Separation Today (Lev. 11)
When I was a new Christian I became involved in a little Baptist church that took an approach to Christian faith that was similar to Israel’s separation laws. We had lists of things that a Christian did and did not do; things that set us apart from others. Teens carried red-covered Bibles to high school. None of us went to movies, smoked, danced, drank alcohol, or uttered a cuss word. We all came to church two times on Sunday and on Wednesday nights as well. Despite what some may think, it wasn’t a burden for me to live by those rules. I followed them joyfully, for in that same church I found warmth, acceptance, nurture, enthusiasm, commitment, fervent prayer, and an honest caring for one another as well as for the eternal destiny of our neighbors. It was only later that I came to realize the truth. Our very real “separation” wasn’t defined by the do’s and don’ts at all. What really made us different and set us apart as a true community of God’s people on earth was the warmth, the caring, and the commitment that we shared as we met to love Jesus and each other.
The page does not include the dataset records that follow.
// src/math_utils.rs
use statrs::function::erf;
use std::f64::consts::{PI, SQRT_2};

pub fn norm_cdf(x: f64) -> f64 {
    0.5 * (1.0 + erf::erf(x / SQRT_2))
}

/// φ(x) = (1/√(2π)) * exp(-x²/2)
pub fn norm_pdf(x: f64) -> f64 {
    (1.0 / (2.0 * PI).sqrt()) * (-0.5 * x * x).exp()
}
The death of Jesus canceled the regulations that governed Israel, and made them irrelevant for us today. But God’s people are still supposed to be different, set apart from all others. And the difference God truly cares about is a difference marked by the love, the caring, and the commitment that I experienced in that first church I joined, so long ago.
Separation to God is a matter of the heart. Let what makes you different from others be something truly important.